= Continental Early Warning System =

The Continental Early Warning System (CEWS) is a conflict early warning operation within the African Peace and Security architecture (APSA) of the African Union. Its continued development was supported by United Nations Security Council Resolution 1809. The CEWS is tasked with gathering and analyzing data and is required to work in partnership with “the United Nations (UN), its agencies, other relevant international organizations, research centers, academic institutions, and Nongovernmental Organizations (NGOs).” The information it collects is intended to assist the Chairperson of the Commission in advising the Peace and Security Council (PSC) on potential conflicts and threats to peace and security in Africa, as well as recommending the most effective courses of action. The major objectives of the Continental Early Warning System are to anticipate and prevent conflicts on the African continent and to provide up-to-date information on evolving violent conflicts which are based upon specific indicators.

The Continental Early Warning System is designed to gather, analyze, disseminate, and provide timely alerts about emerging threats to prevent violence and promote peace. CEWS enables collaboration between African states to address mutual security challenges. (3) The systems’ goals also include addressing the root causes of violence on the continent including poverty and inequality to foster sustainable solutions to conflict and aid peacekeeping missions.
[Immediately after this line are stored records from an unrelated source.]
use std::env;
use std::path::Path;

use anyhow::{anyhow, Context};
use linux_embedded_hal::I2cdev;

use grideye::calculations::WIDTH;
use grideye::protocol::format_frame;
use grideye::{DeviceAddress, GridEye, ThermalFrame};

fn main() -> anyhow::Result<()> {
    let args: Vec<String> = env::args().collect();
    if args.len() != 3 {
        return Err(anyhow!("Two arguments required: <I2C bus> <sensor address>"));
    }
    let address: u8 = if let Some(hex_digits) = args[2].strip_prefix("0x") {
        u8::from_str_radix(hex_digits, 16)?
    } else {
        args[2].parse()?
    };
    let address = match address {
        0x68 => DeviceAddress::Primary,
        0x69 => DeviceAddress::Alternate,
        _ => return Err(anyhow!("A Grid-EYE can only be at 0x68 or 0x69")),
    };
    let bus_path = Path::new(&args[1]);
    let bus = I2cdev::new(bus_path)
        .with_context(|| format!("{} should be an I2C device", bus_path.display()))?;
    let mut sensor = GridEye::new(bus, address);
    sensor.initialize()?;
    sensor.capture_frame()?;
    let thermistor = sensor.read_thermistor()?;

    print_temperatures(sensor.temperatures(), WIDTH);
    println!();
    let (cold_row, cold_column) = ThermalFrame::coordinates(sensor.cold_index())
        .context("The coldest pixel should be in the frame")?;
    let (hot_row, hot_column) = ThermalFrame::coordinates(sensor.hot_index())
        .context("The hottest pixel should be in the frame")?;
    println!(
        "Coldest: {:4.2}℃ at ({}, {})",
        sensor.min_temperature(),
        cold_row,
        cold_column
    );
    println!(
        "Hottest: {:4.2}℃ at ({}, {})",
        sensor.max_temperature(),
        hot_row,
        hot_column
    );
    println!("Thermistor: {:4.2}℃", thermistor);
    match format_frame(sensor.temperatures()) {
        Ok(line) => print!("{}", line),
        Err(err) => println!("Frame can't be sent over the text protocol: {}", err),
    }
    Ok(())
}

fn print_temperatures(temperatures: &[f32], width: usize) {
    for (count, temperature) in temperatures.iter().enumerate() {
        if count % width == 0 {
            println!();
        }
        print!("{:6.2}  ", temperature);
    }
}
CEWS works in collaboration with the Peace and Security Council of the African Union to provide data and analysis that inform decision-making processes regarding conflict resolution. The Peace and Security Council uses alerts from the early warning system to prioritize interventions and effectively allocate resources. Overall, the partnership and establishment of the CEWS has enhanced the AU’s ability to respond to emerging threats and has strengthened regional security.

== Background ==
The Framework for the Operationalization of the CEWS was adopted during the Governmental Experts meeting on early warning and conflict prevention in South Africa in 2006. This framework was later approved by the 10th Ordinary Session of the Executive Council in Addis Ababa in January 2007. The Council directed the Commission to take all necessary measures to ensure the timely and complete implementation of the Framework. This included securing financial and technical resources from both AU Member States and partners, quickly recruiting the required human resources, and taking other relevant actions to make the CEWS fully operational within three years, by 2009.

Article 12 of the PSC Protocol relating to the Establishment of the Peace and Security Council (PSC) creates a specific structure consisting of two units – an observation and monitoring unit and unit for conflict prevention. The observation and monitoring is known as “the Situation Room.” The Situation Room is located at the Conflict Prevention and Early Warning Division of the African Union and responsible for data collection and analysis. The observation and monitoring units of the Regional  Mechanisms for Conflict Prevention, Management  and Resolution are directly linked to the Situation Room.

== Technical Components of the Continental Early Warning System ==
The CEWS uses satellite imagery, media reports, and intelligence from on-the-ground sources to determine potential threats and vulnerabilities. (3) The CEWS is an open-source system that includes information from a variety of sources. Most of the information gathered is generated by the African Union Commission (AUC) itself. The CEWS operates 24/7 to monitor information and collect data on ongoing and potential conflict situations in Africa.

== Successes, Limitations, and Challenges of the Continental Early Warning System ==
According to experts, CEWS has made progress in its capacity to monitor and analyze ongoing conflicts and provide warnings prior to conflict, however many challenges remain for the system. CEWS has played a major role in enhancing regional collaboration and improving response times to potential conflicts.

The Continental Early Warning System has also faced challenges since its inception. The CEWS is constrained by limited human resources, rudimentary cooperation in regard to information sharing, and unsystematic coordination among subgroups within the African Union. Due to a myriad of political disagreements, disputes in contested regions, and issues of sovereignty, the CEWS is often prevented from being effective in providing preventative action.

A comprehensive evaluation revealed that while significant progress has been made in preventing violence with the CEWS, more effort and resources are needed to strengthen institutional capacities of the system and ensure stakeholder commitment.

The 2006 meeting on the Continental Early Warning system concludes with a recommendation for the AU Commission on Governmental Experts to meet within two years, to review the progress made and chart the best way forward as they work toward an effective and proactive response system.